● What you need to do
Please return the lines of the data that contain "namelen".

● Source data
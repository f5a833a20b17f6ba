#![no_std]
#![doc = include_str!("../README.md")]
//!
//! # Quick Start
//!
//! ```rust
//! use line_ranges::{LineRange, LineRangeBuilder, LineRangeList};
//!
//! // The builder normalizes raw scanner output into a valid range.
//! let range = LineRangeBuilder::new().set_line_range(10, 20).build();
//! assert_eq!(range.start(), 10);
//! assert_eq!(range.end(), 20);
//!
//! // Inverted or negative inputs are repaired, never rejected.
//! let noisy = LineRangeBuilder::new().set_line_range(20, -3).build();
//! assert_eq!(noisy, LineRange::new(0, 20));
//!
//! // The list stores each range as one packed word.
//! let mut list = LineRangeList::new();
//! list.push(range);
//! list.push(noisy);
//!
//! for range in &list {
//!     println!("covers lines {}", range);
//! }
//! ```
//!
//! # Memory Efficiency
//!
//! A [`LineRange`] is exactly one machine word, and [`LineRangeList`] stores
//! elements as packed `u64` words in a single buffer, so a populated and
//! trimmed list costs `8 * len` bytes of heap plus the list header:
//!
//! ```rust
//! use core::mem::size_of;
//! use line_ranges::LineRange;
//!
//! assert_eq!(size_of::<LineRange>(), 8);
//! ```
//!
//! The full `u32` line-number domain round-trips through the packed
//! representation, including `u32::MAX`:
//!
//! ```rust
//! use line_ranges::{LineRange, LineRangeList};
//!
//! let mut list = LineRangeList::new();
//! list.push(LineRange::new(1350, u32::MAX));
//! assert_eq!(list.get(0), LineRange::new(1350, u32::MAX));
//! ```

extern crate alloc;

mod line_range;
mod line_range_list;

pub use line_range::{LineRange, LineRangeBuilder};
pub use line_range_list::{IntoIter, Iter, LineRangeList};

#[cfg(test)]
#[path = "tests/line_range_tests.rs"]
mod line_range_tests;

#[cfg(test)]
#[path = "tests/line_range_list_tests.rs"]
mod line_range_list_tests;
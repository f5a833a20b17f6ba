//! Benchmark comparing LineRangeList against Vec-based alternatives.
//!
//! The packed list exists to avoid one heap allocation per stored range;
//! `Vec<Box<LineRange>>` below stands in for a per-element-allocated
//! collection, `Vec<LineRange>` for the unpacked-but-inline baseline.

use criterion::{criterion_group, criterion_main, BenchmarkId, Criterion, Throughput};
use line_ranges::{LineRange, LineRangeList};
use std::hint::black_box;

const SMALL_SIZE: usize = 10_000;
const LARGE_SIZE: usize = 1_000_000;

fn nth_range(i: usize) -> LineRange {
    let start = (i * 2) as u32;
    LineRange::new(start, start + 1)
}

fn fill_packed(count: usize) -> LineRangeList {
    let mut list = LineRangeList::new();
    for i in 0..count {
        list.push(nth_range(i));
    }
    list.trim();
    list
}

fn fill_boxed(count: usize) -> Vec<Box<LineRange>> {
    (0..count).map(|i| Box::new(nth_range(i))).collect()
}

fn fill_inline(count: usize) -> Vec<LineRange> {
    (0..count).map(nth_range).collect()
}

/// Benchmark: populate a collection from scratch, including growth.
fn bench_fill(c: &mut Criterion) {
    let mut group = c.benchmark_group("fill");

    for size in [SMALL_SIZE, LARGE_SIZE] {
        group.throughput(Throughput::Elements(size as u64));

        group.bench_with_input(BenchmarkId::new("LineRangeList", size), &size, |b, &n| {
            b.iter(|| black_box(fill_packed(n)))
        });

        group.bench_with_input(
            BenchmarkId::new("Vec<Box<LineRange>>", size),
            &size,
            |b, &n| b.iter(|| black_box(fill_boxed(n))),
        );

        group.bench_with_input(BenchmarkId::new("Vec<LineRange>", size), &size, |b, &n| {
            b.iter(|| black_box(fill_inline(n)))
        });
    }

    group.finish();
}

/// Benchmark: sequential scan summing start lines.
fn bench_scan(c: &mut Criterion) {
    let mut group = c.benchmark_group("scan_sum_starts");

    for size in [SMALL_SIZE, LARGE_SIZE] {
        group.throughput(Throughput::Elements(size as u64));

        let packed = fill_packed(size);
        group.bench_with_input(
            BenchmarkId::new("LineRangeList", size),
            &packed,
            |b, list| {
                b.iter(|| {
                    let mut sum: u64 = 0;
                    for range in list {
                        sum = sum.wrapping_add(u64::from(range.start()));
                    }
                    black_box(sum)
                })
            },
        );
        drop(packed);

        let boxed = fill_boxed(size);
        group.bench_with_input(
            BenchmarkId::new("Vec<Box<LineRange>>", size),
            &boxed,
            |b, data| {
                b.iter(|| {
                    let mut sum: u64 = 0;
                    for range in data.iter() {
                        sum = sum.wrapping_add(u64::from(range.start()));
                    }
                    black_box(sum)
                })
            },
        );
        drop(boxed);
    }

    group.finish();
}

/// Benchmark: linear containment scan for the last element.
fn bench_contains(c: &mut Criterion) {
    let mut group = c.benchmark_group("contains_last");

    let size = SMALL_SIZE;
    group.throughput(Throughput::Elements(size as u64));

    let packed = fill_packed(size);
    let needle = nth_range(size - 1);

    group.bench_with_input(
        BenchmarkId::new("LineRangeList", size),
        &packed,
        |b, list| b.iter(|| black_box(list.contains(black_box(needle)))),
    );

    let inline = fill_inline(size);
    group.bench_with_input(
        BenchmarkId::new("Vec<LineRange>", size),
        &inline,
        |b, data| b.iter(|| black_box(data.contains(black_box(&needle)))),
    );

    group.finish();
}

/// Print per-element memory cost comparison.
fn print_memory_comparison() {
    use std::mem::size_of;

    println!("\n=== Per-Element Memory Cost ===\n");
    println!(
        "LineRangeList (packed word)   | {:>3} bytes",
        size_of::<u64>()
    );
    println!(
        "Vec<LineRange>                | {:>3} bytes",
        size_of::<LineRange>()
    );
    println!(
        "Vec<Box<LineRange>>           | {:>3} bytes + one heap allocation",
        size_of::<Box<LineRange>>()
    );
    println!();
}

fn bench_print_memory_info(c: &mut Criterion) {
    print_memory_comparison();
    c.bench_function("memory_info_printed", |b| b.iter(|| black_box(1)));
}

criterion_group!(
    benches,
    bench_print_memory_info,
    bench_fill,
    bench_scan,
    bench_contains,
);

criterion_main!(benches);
--
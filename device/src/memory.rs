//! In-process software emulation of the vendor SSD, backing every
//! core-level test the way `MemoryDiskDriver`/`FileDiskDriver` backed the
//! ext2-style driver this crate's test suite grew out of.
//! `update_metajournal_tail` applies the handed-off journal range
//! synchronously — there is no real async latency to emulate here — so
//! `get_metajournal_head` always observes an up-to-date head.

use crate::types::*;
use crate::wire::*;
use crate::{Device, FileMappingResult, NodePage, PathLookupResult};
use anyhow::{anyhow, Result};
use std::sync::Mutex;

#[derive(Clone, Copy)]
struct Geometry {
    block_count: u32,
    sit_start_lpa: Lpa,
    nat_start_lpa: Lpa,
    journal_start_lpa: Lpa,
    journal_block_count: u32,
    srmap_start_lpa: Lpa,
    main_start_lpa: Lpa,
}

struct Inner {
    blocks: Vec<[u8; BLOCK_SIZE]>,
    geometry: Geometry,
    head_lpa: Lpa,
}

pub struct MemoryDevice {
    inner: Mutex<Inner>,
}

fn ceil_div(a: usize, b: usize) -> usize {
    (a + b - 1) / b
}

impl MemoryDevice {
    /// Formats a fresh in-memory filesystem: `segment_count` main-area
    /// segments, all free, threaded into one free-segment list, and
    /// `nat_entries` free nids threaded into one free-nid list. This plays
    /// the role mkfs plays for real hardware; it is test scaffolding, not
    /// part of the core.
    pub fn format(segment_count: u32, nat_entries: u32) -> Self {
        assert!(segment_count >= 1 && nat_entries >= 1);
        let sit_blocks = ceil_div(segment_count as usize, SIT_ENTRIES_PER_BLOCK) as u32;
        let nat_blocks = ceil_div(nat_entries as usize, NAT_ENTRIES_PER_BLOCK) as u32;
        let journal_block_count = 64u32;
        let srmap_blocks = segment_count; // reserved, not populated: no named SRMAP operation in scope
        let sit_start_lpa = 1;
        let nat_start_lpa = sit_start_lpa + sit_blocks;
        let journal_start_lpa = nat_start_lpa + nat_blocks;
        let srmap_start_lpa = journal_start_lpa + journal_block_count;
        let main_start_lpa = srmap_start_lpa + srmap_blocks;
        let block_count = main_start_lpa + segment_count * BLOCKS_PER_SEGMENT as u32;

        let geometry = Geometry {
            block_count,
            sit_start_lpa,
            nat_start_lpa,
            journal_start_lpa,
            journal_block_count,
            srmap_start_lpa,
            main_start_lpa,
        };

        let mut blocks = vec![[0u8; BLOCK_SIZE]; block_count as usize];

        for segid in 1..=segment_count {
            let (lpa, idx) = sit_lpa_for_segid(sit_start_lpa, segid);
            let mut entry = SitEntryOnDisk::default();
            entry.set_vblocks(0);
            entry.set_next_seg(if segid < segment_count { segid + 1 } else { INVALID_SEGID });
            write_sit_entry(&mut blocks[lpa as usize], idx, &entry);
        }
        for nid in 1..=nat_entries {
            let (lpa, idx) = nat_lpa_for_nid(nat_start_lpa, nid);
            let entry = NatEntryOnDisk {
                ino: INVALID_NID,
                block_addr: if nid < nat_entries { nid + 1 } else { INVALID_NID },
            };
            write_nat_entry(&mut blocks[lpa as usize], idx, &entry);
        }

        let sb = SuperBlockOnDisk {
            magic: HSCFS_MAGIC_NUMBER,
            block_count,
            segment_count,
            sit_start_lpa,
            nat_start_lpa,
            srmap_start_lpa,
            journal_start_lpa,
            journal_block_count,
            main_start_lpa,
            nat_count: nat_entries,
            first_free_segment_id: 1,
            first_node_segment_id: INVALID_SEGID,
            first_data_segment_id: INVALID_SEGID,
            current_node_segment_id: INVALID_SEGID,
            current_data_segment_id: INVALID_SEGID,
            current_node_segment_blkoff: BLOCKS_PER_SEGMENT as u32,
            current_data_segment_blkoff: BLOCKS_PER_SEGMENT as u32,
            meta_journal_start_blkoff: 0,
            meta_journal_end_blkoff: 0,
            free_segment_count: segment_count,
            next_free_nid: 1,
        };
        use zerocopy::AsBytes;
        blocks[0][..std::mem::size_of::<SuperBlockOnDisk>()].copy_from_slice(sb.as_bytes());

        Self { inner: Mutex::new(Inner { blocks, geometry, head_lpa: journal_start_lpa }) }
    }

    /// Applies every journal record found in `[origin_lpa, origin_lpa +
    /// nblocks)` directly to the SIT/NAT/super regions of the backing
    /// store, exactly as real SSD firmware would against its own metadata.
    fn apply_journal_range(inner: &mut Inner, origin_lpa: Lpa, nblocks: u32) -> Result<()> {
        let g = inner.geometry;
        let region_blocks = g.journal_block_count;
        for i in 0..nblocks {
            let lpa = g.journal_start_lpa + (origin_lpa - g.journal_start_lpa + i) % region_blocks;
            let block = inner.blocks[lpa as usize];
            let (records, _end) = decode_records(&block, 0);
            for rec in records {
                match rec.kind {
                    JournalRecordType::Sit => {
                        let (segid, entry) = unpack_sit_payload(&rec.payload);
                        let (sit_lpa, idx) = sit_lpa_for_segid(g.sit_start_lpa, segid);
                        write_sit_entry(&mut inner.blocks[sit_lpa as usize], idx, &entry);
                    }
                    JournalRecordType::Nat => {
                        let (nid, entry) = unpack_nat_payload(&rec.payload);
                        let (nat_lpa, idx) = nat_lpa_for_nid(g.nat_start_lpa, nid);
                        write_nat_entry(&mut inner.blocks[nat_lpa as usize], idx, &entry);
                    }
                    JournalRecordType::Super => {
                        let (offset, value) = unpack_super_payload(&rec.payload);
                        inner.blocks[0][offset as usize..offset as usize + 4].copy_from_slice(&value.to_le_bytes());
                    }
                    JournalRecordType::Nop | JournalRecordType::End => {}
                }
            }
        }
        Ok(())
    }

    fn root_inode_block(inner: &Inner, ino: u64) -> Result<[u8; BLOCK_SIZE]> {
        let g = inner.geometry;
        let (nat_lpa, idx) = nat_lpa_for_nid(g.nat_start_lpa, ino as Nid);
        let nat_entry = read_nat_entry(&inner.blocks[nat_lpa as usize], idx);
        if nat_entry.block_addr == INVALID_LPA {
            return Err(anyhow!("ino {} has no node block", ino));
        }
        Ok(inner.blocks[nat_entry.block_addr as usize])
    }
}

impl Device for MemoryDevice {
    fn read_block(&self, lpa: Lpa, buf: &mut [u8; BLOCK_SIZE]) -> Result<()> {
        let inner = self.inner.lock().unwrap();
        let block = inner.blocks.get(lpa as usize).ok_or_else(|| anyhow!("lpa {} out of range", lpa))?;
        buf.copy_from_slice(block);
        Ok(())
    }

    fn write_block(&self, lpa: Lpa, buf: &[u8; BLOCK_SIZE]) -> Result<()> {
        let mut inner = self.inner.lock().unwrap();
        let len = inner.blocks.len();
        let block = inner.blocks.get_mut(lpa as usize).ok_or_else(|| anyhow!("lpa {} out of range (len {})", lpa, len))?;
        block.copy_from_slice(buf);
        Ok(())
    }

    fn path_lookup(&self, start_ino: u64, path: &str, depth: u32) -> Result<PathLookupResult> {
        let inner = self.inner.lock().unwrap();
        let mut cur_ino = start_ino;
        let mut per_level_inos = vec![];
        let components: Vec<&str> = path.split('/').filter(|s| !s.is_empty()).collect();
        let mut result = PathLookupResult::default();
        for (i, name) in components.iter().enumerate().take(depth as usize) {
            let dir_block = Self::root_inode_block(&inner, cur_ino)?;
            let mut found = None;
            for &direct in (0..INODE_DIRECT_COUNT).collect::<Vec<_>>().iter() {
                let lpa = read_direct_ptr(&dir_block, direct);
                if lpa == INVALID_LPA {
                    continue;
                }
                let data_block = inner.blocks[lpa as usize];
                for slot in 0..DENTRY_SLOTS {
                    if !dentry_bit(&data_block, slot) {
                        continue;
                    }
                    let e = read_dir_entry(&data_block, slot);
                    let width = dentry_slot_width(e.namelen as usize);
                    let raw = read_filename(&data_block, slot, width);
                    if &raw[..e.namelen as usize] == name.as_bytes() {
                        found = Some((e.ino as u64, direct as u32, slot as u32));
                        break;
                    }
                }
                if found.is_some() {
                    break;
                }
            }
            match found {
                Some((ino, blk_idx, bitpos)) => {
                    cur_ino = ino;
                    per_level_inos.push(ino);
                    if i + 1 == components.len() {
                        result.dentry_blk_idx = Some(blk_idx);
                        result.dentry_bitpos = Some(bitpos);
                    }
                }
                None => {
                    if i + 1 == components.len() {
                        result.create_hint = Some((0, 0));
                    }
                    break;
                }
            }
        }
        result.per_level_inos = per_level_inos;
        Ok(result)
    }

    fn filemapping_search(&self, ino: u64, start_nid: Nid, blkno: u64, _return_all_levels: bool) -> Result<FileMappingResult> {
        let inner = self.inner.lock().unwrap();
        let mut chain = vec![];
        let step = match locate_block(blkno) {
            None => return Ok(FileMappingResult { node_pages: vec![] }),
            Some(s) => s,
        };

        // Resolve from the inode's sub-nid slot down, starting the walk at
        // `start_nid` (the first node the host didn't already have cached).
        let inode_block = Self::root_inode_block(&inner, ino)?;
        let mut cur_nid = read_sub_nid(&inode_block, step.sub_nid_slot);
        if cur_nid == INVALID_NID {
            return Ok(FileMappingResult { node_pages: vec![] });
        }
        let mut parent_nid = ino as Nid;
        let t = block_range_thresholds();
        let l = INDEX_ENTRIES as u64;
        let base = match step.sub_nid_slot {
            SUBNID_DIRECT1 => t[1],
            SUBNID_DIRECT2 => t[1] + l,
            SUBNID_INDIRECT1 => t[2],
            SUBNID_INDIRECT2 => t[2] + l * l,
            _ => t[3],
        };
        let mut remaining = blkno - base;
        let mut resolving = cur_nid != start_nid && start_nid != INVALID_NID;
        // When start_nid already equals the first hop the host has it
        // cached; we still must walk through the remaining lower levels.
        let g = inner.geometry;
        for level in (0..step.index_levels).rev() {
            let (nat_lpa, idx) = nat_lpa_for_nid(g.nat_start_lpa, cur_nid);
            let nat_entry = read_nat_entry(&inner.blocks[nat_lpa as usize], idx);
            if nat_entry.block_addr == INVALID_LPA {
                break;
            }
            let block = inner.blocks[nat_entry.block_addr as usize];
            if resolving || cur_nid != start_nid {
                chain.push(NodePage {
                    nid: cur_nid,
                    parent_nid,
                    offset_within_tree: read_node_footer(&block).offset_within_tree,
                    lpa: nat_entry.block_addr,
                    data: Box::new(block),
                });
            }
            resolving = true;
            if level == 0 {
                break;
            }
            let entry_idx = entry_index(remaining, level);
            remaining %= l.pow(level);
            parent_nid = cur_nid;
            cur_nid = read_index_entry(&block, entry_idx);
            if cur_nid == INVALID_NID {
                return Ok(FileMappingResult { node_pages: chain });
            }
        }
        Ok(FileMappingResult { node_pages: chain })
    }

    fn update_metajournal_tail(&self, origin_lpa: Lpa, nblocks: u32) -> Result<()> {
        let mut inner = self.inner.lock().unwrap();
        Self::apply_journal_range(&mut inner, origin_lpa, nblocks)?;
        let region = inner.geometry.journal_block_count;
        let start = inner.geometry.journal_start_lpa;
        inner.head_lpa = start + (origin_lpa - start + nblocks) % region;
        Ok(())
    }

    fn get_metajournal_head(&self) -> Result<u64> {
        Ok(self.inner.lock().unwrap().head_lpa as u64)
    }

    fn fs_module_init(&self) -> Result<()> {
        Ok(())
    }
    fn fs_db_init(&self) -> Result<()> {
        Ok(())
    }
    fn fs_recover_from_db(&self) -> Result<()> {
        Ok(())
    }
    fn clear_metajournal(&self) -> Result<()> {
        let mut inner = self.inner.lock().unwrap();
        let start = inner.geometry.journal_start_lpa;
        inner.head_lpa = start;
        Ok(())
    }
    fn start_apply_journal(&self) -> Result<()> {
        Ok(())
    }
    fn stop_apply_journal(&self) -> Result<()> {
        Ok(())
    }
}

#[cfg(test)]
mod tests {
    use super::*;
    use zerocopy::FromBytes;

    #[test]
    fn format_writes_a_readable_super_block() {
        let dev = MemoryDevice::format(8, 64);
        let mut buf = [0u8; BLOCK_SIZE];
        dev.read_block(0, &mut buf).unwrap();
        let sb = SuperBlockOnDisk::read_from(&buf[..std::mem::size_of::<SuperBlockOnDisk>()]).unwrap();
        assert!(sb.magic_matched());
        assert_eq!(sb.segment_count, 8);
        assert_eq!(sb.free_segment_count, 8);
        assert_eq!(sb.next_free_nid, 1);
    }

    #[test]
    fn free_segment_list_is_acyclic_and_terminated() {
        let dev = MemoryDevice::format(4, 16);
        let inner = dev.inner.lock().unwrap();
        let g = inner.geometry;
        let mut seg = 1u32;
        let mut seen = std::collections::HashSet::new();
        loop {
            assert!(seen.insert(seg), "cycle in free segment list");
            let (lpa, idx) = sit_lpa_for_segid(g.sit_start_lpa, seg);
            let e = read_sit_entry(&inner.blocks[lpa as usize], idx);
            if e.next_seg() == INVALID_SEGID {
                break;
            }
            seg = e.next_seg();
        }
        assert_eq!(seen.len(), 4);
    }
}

● Answer to this task
                    let width = dentry_slot_width(e.namelen as usize);
                    if &raw[..e.namelen as usize] == name.as_bytes() {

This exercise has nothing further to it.